Only the lines holding "dereferenced" are wanted here; copy each from the listing.

_Dataset records_
====

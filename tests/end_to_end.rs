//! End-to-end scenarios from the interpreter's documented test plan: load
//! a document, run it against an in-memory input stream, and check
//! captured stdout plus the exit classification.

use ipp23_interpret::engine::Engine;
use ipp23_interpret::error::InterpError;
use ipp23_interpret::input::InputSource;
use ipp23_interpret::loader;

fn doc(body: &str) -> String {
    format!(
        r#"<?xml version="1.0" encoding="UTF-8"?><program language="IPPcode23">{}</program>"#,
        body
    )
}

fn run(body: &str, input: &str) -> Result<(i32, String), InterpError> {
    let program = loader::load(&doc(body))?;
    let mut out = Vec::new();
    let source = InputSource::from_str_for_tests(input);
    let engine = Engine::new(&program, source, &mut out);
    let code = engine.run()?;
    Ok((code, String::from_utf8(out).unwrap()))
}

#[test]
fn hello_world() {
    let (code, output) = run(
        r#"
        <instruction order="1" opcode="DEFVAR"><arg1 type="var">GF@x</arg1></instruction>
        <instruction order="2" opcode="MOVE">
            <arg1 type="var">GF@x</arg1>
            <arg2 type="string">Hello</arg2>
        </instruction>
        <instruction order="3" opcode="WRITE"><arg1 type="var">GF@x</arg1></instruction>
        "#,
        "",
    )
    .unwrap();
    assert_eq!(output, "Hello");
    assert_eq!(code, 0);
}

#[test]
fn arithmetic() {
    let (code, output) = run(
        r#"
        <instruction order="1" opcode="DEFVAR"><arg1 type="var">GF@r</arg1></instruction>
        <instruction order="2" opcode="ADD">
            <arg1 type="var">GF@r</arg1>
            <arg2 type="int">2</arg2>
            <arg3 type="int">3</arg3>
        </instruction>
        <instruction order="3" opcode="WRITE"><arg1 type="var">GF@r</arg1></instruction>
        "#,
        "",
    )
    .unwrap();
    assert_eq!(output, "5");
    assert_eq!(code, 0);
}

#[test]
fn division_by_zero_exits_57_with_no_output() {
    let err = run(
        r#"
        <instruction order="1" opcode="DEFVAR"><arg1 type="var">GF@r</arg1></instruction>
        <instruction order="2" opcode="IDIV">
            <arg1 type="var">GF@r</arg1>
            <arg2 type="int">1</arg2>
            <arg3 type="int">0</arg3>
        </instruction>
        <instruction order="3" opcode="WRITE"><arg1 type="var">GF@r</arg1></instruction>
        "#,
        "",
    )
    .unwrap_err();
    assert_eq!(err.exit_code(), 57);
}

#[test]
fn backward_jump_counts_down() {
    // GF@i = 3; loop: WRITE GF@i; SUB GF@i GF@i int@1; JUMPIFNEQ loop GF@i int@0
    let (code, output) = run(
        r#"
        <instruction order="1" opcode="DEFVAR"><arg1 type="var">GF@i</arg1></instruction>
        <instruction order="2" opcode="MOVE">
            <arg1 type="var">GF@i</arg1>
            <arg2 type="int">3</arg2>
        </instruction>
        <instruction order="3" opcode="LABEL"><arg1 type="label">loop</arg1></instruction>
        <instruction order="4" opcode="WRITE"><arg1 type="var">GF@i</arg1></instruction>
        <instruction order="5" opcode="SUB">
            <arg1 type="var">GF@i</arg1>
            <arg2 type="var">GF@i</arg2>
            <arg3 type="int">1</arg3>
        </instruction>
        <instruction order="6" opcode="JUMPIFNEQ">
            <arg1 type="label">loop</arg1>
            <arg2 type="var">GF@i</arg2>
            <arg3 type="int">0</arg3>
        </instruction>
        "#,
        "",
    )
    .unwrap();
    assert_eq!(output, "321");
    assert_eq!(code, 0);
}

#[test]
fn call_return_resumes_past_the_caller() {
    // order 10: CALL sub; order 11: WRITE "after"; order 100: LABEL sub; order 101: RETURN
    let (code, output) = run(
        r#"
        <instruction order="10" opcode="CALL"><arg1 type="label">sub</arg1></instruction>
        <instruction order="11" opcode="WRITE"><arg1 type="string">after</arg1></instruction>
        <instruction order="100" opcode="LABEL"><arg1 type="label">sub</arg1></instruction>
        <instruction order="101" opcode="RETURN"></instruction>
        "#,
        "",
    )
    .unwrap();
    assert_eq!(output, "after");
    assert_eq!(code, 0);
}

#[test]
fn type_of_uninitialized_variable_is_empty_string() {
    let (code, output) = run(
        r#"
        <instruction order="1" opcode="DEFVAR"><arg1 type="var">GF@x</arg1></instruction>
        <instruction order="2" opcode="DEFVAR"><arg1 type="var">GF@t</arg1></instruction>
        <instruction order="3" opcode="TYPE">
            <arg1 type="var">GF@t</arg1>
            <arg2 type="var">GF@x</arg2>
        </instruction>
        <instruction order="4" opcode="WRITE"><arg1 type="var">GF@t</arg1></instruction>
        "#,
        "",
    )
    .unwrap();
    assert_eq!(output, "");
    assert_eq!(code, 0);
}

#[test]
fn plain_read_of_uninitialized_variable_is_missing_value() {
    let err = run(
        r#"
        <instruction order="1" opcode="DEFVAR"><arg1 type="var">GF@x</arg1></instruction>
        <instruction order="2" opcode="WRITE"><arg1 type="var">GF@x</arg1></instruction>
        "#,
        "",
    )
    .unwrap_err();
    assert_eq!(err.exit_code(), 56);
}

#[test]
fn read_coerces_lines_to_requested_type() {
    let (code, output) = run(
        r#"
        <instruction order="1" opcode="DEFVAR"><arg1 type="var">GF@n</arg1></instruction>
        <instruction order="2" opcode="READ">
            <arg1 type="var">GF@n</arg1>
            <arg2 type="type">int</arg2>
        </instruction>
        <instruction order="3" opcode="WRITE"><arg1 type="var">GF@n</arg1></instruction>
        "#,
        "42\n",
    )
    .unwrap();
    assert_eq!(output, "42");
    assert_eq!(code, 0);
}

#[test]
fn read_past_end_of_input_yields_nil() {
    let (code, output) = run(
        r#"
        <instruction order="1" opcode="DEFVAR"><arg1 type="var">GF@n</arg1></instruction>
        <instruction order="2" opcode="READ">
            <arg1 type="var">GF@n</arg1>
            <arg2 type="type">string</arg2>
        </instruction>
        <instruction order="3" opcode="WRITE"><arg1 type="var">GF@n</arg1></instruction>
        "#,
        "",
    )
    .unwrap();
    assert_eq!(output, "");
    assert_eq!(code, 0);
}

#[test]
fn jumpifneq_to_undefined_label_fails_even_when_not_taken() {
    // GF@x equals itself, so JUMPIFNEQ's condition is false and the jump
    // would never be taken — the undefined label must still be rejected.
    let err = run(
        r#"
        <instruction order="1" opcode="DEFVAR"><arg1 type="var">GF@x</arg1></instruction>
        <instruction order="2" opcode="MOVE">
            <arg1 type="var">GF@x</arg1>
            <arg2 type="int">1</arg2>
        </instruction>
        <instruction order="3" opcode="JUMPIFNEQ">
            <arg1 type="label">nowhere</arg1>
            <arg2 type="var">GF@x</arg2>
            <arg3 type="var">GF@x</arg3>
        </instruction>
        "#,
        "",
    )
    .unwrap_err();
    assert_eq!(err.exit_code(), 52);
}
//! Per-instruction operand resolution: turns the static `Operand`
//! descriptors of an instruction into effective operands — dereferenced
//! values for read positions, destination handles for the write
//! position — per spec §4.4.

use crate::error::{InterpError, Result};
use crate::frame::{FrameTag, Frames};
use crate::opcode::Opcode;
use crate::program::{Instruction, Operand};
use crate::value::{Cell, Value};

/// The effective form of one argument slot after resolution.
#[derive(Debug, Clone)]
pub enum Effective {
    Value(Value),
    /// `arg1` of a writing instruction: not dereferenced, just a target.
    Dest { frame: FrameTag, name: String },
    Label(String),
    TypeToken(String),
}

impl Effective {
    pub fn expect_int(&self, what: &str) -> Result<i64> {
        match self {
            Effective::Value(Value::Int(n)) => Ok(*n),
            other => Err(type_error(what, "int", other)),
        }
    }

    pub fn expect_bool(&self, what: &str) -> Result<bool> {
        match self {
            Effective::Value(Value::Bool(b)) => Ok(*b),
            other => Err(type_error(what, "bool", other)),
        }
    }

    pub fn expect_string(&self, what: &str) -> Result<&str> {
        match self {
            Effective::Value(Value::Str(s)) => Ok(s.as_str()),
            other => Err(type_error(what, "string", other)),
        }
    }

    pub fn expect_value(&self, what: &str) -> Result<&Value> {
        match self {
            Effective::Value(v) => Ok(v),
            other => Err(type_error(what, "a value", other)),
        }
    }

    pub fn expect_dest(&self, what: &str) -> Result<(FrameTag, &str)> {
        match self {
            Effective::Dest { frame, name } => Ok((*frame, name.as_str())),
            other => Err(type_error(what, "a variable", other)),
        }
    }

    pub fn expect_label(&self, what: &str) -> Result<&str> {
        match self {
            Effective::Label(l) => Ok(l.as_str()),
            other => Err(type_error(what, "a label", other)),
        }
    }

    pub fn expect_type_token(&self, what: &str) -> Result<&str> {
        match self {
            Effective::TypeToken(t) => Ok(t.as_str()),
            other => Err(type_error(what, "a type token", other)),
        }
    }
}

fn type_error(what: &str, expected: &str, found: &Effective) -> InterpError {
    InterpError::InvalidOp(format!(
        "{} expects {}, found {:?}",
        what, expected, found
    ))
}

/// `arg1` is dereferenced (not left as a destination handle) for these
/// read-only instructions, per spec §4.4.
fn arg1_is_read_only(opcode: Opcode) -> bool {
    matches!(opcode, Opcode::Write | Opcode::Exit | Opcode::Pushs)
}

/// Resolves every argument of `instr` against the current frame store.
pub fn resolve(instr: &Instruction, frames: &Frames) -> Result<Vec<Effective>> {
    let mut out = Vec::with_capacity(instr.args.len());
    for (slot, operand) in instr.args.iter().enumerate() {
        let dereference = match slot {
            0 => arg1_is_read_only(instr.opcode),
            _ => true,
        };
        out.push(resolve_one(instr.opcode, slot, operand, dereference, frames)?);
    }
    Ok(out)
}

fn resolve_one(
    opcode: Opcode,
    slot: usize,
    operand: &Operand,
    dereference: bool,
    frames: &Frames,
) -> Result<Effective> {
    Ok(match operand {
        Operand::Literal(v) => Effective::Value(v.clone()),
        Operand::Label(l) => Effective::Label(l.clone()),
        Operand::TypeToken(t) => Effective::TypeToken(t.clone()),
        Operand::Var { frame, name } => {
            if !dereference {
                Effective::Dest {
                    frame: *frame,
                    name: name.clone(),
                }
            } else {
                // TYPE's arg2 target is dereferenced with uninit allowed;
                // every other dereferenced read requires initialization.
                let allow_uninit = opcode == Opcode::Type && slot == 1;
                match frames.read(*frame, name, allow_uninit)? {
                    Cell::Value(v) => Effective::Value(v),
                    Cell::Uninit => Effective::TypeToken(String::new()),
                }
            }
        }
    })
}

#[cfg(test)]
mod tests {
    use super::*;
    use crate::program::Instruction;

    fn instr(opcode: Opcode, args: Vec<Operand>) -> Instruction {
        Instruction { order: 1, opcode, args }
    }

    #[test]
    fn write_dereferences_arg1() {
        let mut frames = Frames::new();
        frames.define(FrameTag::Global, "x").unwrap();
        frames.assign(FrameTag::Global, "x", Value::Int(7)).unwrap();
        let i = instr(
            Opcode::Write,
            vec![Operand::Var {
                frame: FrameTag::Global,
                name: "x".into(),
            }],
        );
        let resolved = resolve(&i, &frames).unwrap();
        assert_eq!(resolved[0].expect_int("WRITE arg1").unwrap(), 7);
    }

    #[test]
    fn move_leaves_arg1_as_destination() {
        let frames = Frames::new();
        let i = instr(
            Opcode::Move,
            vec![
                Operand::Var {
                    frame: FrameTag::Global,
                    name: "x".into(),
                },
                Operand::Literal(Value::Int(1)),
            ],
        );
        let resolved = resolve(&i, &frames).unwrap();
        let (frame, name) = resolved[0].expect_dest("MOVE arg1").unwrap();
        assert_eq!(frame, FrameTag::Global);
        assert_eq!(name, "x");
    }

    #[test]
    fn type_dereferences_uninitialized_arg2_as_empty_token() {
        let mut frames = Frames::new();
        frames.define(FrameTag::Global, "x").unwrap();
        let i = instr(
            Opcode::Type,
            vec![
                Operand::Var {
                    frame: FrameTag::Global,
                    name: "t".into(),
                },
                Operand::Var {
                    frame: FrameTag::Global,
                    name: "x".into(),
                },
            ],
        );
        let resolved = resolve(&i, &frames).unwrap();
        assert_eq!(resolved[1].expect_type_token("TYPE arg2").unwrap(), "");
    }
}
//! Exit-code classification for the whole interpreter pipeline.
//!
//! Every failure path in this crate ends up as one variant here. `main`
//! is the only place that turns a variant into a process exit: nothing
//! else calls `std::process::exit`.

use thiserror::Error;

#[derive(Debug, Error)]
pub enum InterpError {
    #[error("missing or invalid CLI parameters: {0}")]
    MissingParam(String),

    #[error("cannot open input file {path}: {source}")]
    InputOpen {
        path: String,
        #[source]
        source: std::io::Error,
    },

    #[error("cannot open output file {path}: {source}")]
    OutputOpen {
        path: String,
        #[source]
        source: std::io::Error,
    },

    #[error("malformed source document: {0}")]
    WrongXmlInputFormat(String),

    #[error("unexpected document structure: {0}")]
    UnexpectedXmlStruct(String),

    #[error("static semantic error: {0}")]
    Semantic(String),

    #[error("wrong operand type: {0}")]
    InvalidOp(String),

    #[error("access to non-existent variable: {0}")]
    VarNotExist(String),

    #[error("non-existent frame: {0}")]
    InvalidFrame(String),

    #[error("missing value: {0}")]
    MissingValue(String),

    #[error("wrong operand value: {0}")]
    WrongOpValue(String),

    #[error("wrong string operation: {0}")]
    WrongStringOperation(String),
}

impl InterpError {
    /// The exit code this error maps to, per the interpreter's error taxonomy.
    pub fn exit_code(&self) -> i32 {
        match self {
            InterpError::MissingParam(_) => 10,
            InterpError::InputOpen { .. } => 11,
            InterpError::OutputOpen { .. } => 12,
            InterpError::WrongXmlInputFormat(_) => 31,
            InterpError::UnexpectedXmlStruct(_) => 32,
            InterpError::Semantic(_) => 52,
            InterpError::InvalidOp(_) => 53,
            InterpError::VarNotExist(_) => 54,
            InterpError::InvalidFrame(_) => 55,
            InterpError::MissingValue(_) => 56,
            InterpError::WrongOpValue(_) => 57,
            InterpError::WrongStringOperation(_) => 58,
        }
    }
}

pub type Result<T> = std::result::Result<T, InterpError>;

====

_Task answer_
//! descriptors of an instruction into effective operands — dereferenced
    /// `arg1` of a writing instruction: not dereferenced, just a target.
/// `arg1` is dereferenced (not left as a destination handle) for these
                // TYPE's arg2 target is dereferenced with uninit allowed;
                // every other dereferenced read requires initialization.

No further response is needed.